It seems to me that, if a bunch of hateful people sat down and tried to plot out way to keep the people they don't like permanently at the bottom of the socio-economic ladder, that they couldn't come up with a program as effective for enforcing the goals of racists as long-term welfare. There was a time, long ago, when people who recognized the dangers of multigenerational welfare dependency, included a good number of Democrats, like Daniel Patrick Moynihan and Robert Kennedy.
I'm still a registered Democrat, mostly because I'm avoiding pariah status in local politics, but I find myself often-more often in the Obama era-silently uttering Ronald Reagan's line: "I didn't leave the Democratic Party; the Democratic Party left me."
The problem is that there's nothing else in these very remote area. If you're in a village of 300 people, what economy is there to speak of? You choose to live there, but it's likely your homeland.
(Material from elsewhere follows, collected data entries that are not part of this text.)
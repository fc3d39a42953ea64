//! Combat domain: hit sweeps and the shared take-damage path.

use avian2d::prelude::*;
use bevy::prelude::*;

use crate::combat::{Attack, AttackHitbox, AttackTuning, DamageEvent, Hurtbox};
use crate::movement::{Facing, GameLayer, MovementState};
use crate::stats::{DamageOutcome, Defeated, Health};

/// Anything that can be hit.
pub trait Damageable {
    fn take_hit(&mut self, hit: &DamageEvent) -> DamageOutcome;
}

impl Damageable for Health {
    fn take_hit(&mut self, hit: &DamageEvent) -> DamageOutcome {
        self.take_damage(hit.amount)
    }
}

/// An actor's health plus, if it moves, the locomotion a knockback overrides.
pub struct ActorTarget<'a> {
    pub health: &'a mut Health,
    pub motion: Option<(&'a mut MovementState, &'a mut Vec2)>,
}

impl Damageable for ActorTarget<'_> {
    fn take_hit(&mut self, hit: &DamageEvent) -> DamageOutcome {
        let outcome = self.health.take_damage(hit.amount);
        if let DamageOutcome::Damaged { .. } = outcome {
            if let Some((state, velocity)) = self.motion.as_mut() {
                state.apply_knockback(velocity, hit.knockback, hit.knockback_duration);
            }
        }
        outcome
    }
}

/// Finds damageable entities overlapping a hitbox.
pub trait HurtboxQuery {
    /// Every entity touched by `hitbox`, with its position.
    fn overlapping(&self, hitbox: &AttackHitbox) -> Vec<(Entity, Vec2)>;
}

/// Living entities player attacks can hit.
pub type HurtboxTargets<'w, 's> =
    Query<'w, 's, &'static Transform, (With<Hurtbox>, Without<Defeated>)>;

pub fn hurtbox_position(targets: &HurtboxTargets, entity: Entity) -> Option<Vec2> {
    targets
        .get(entity)
        .ok()
        .map(|transform| transform.translation.truncate())
}

/// `HurtboxQuery` backed by the physics world, limited to the Enemy layer.
/// `position_of` resolves a touched entity to its world position, or `None`
/// for entities that cannot be hit.
pub struct AvianHurtboxes<'a, 'w, 's, F> {
    pub spatial_query: &'a SpatialQuery<'w, 's>,
    pub position_of: F,
}

impl<F> HurtboxQuery for AvianHurtboxes<'_, '_, '_, F>
where
    F: Fn(Entity) -> Option<Vec2>,
{
    fn overlapping(&self, hitbox: &AttackHitbox) -> Vec<(Entity, Vec2)> {
        let shape = Collider::rectangle(hitbox.half_extents.x * 2.0, hitbox.half_extents.y * 2.0);
        let filter = SpatialQueryFilter::from_mask(GameLayer::Enemy);

        self.spatial_query
            .shape_intersections(&shape, hitbox.center, 0.0, &filter)
            .into_iter()
            .filter_map(|entity| (self.position_of)(entity).map(|position| (entity, position)))
            .collect()
    }
}

/// Sweep an attack's hitbox and build one hit per target it touches.
pub fn sweep_attack<Q: HurtboxQuery + ?Sized>(
    attack: &Attack,
    attacker: Entity,
    origin: Vec2,
    facing: Facing,
    hurtboxes: &Q,
    tuning: &AttackTuning,
) -> Vec<DamageEvent> {
    let hitbox = attack.hitbox(origin, tuning);

    hurtboxes
        .overlapping(&hitbox)
        .into_iter()
        .filter(|(target, _)| *target != attacker)
        .map(|(target, position)| DamageEvent {
            source: attacker,
            target,
            amount: tuning.attack_damage,
            knockback: attack.knockback_direction(origin, position, facing)
                * tuning.knockback_force,
            knockback_duration: tuning.knockback_duration,
        })
        .collect()
}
And of course, of those who do move to larger areas with more opportunities, there are another batch of issues for those who don't adjust well to such a radically different way of life.
The entire history of the world is a history of people moving from familiar circumstances to challenging, unfamiliar, but better circumstances. People are resilient when it comes to things like that. Keeping them artificially afloat in a place with no opportunities, dooming them to a life of just barely scraping by, seems to me an unusually cruel act. And even if putting those people on welfare forever was a good idea, it wouldn't justify wasting the efforts of hundreds of thousands of people to keep shipping costs of stuff somewhat lower than they would be otherwise.
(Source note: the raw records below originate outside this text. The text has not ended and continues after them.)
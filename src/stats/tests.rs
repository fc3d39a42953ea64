//! Stats domain: tests for pools, health and energy.

use super::{DamageOutcome, Energy, Health, StatPool, StatTuning};

const EPSILON: f32 = 0.001;

fn approx_eq(a: f32, b: f32) -> bool {
    (a - b).abs() < EPSILON
}

// -----------------------------------------------------------------------------
// StatPool tests
// -----------------------------------------------------------------------------

#[test]
fn test_pool_starts_full() {
    let pool = StatPool::new(50.0);
    assert!(approx_eq(pool.current(), 50.0));
    assert!(pool.is_full());
    assert!(!pool.is_empty());
}

#[test]
fn test_pool_clamps_on_every_modification() {
    let mut pool = StatPool::new(100.0);
    for amount in [-30.0, 500.0, -250.0, 12.5, -0.5, 1e6, -1e6, 40.0] {
        pool.modify(amount);
        assert!(pool.current() >= 0.0 && pool.current() <= pool.max());
    }
}

#[test]
fn test_pool_modify_reports_applied_delta() {
    let mut pool = StatPool::new(100.0);
    assert!(approx_eq(pool.modify(-30.0), -30.0));
    assert!(approx_eq(pool.modify(50.0), 30.0));
    assert!(approx_eq(pool.modify(-500.0), -100.0));
    assert!(pool.is_empty());
}

#[test]
fn test_pool_negative_max_is_treated_as_zero() {
    let pool = StatPool::new(-5.0);
    assert!(approx_eq(pool.max(), 0.0));
    assert!(approx_eq(pool.percent(), 0.0));
}

// -----------------------------------------------------------------------------
// Health tests
// -----------------------------------------------------------------------------

#[test]
fn test_health_invulnerability_window_scenario() {
    let mut health = Health::new(100.0, 0.5);

    assert_eq!(
        health.take_damage(30.0),
        DamageOutcome::Damaged { remaining: 70.0 }
    );
    assert!(health.is_invulnerable());

    health.tick(0.2);
    assert_eq!(health.take_damage(30.0), DamageOutcome::Ignored);
    assert!(approx_eq(health.pool.current(), 70.0));

    health.tick(0.4);
    assert!(!health.is_invulnerable());
    health.take_damage(30.0);
    assert!(approx_eq(health.pool.current(), 40.0));
}

#[test]
fn test_health_killed_does_not_start_invulnerability() {
    let mut health = Health::new(20.0, 0.5);
    assert_eq!(health.take_damage(25.0), DamageOutcome::Killed);
    assert!(health.is_dead());
    assert!(!health.is_invulnerable());
    assert!(approx_eq(health.pool.current(), 0.0));
}

#[test]
fn test_health_ignores_damage_once_dead() {
    let mut health = Health::new(10.0, 0.0);
    health.take_damage(10.0);
    assert_eq!(health.take_damage(5.0), DamageOutcome::Ignored);
}

// -----------------------------------------------------------------------------
// Energy tests
// -----------------------------------------------------------------------------

#[test]
fn test_energy_try_consume_is_all_or_nothing() {
    let mut energy = Energy::new(100.0, 10.0, 1.0);
    assert!(energy.try_consume(60.0));
    assert!(!energy.try_consume(60.0));
    assert!(approx_eq(energy.current(), 40.0));
}

#[test]
fn test_energy_regen_waits_for_delay() {
    let mut energy = Energy::new(100.0, 10.0, 1.0);
    energy.try_consume(50.0);
    assert!(!energy.can_regenerate());

    energy.tick(0.5);
    assert!(approx_eq(energy.current(), 50.0));

    energy.tick(0.5);
    assert!(energy.can_regenerate());
    assert!(approx_eq(energy.current(), 55.0));

    energy.tick(1.0);
    assert!(approx_eq(energy.current(), 65.0));
}

#[test]
fn test_energy_regen_never_exceeds_max() {
    let mut energy = Energy::new(100.0, 1000.0, 0.0);
    energy.try_consume(5.0);
    for _ in 0..10 {
        energy.tick(0.1);
        assert!(energy.current() <= 100.0);
    }
    assert!(energy.pool.is_full());
}

#[test]
fn test_stat_tuning_builds_full_pools() {
    let tuning = StatTuning::default();
    let health = tuning.health();
    let energy = tuning.energy();
    assert!(approx_eq(health.pool.current(), tuning.max_health));
    assert!(approx_eq(energy.current(), tuning.max_energy));
    assert!(energy.can_regenerate());
}
//! Stats domain: clamped resource pools and the actors' Health and Energy.

use bevy::prelude::*;
use serde::Serialize;

use crate::movement::tick_down;

/// A numeric resource that always stays within `[0, max]`.
#[derive(Debug, Clone, Copy, PartialEq, Serialize)]
pub struct StatPool {
    current: f32,
    max: f32,
}

impl StatPool {
    /// Pools start full.
    pub fn new(max: f32) -> Self {
        let max = max.max(0.0);
        Self { current: max, max }
    }

    pub fn current(&self) -> f32 {
        self.current
    }

    pub fn max(&self) -> f32 {
        self.max
    }

    pub fn is_empty(&self) -> bool {
        self.current <= 0.0
    }

    pub fn is_full(&self) -> bool {
        self.current >= self.max
    }

    pub fn percent(&self) -> f32 {
        if self.max > 0.0 {
            self.current / self.max
        } else {
            0.0
        }
    }

    /// Add `amount` (negative to drain) and return the change actually applied.
    pub fn modify(&mut self, amount: f32) -> f32 {
        let before = self.current;
        self.current = (self.current + amount).clamp(0.0, self.max);
        self.current - before
    }
}

/// Result of routing damage through a [`Health`] pool.
#[derive(Debug, Clone, Copy, PartialEq)]
pub enum DamageOutcome {
    /// Invulnerable or already dead; nothing changed.
    Ignored,
    Damaged { remaining: f32 },
    Killed,
}

#[derive(Component, Debug, Clone)]
pub struct Health {
    pub pool: StatPool,
    invulnerability_time: f32,
    invulnerable_timer: f32,
}

impl Health {
    pub fn new(max: f32, invulnerability_time: f32) -> Self {
        Self {
            pool: StatPool::new(max),
            invulnerability_time,
            invulnerable_timer: 0.0,
        }
    }

    pub fn is_dead(&self) -> bool {
        self.pool.is_empty()
    }

    pub fn is_invulnerable(&self) -> bool {
        self.invulnerable_timer > 0.0
    }

    /// Subtract `amount` unless invulnerable. Surviving a hit opens the
    /// invulnerability window.
    pub fn take_damage(&mut self, amount: f32) -> DamageOutcome {
        if self.is_invulnerable() || self.is_dead() {
            return DamageOutcome::Ignored;
        }

        self.pool.modify(-amount.max(0.0));
        if self.pool.is_empty() {
            DamageOutcome::Killed
        } else {
            self.invulnerable_timer = self.invulnerability_time;
            DamageOutcome::Damaged {
                remaining: self.pool.current(),
            }
        }
    }

    pub fn tick(&mut self, dt: f32) {
        tick_down(&mut self.invulnerable_timer, dt);
    }
}

#[derive(Component, Debug, Clone)]
pub struct Energy {
    pub pool: StatPool,
    regen_rate: f32,
    regen_delay: f32,
    time_since_last_use: f32,
}

impl Energy {
    pub fn new(max: f32, regen_rate: f32, regen_delay: f32) -> Self {
        Self {
            pool: StatPool::new(max),
            regen_rate,
            regen_delay,
            time_since_last_use: regen_delay,
        }
    }

    pub fn current(&self) -> f32 {
        self.pool.current()
    }

    pub fn can_regenerate(&self) -> bool {
        self.time_since_last_use >= self.regen_delay
    }

    /// Spending restarts the regeneration delay.
    pub fn modify(&mut self, amount: f32) -> f32 {
        if amount < 0.0 {
            self.time_since_last_use = 0.0;
        }
        self.pool.modify(amount)
    }

    /// Deduct `cost` only if the whole amount is available.
    pub fn try_consume(&mut self, cost: f32) -> bool {
        if self.pool.current() < cost {
            return false;
        }
        self.modify(-cost);
        true
    }

    pub fn tick(&mut self, dt: f32) {
        self.time_since_last_use += dt;
        if self.can_regenerate() && !self.pool.is_full() {
            self.pool.modify(self.regen_rate * dt);
        }
    }
}

/// Added when an actor's health runs out. Controllers skip defeated actors.
#[derive(Component, Debug)]
pub struct Defeated;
All you can mail to Barrow for 44¢ is a letter, and I'm arguing that there's no real need for anyone to mail anything letter-sized ever; the fact that you're on the internet right now means that there's almost no occasion when you really have to send something letter-sized anywhere.
Except, of course, that not everybody is on the Internet, nor wants to be.
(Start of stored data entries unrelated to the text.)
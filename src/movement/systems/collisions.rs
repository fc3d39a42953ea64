//! Movement domain: ground and wall sensing.

use avian2d::prelude::*;
use bevy::prelude::*;

use crate::movement::{AvianProbe, Contacts, MovementInput, MovementState, MovementTuning, Player};
use crate::stats::Defeated;

pub(crate) fn sense_surfaces(
    time: Res<Time>,
    spatial_query: SpatialQuery,
    tuning: Res<MovementTuning>,
    input: Res<MovementInput>,
    mut query: Query<
        (&Transform, &mut MovementState, &mut LinearVelocity),
        (With<Player>, Without<Defeated>),
    >,
) {
    let dt = time.delta_secs();
    let probe = AvianProbe {
        query: &spatial_query,
    };

    for (transform, mut state, mut velocity) in &mut query {
        state.tick_timers(dt);

        let contacts = Contacts::probe(&probe, transform.translation.truncate(), &tuning);
        state.sense(contacts, input.axis, &mut velocity.0, &tuning, dt);
    }
}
You're talking to a self-selected audience. Yes, we're on the Internet, otherwise we wouldn't be reading your LJ.
Surveysindicate that a quarter of all Americans do not have Internet access and do not plan to change that. The percentages are similar here in Britain.
In my own family, my Dad doesn't use email, and nor does my wife's Dad. They could both afford to get Internet access if they wanted, but neither of them wants to. We keep in touch by telephone (the old-fashioned kind, with -- GASP! -- wires) and by mail. We live in England, my wife's family live in rural Idaho, so we depend on both the Royal Mail and the U.S. Postal Service to deliver those letters.
My grandmother is the same way, except she does have and use a cordless phone. Other than that, she has a technological innovation that was introduced after 1987. She could easily afford any computer, from a netbook to an Airbook, and high-speed broadband, but she's not the least bit interested.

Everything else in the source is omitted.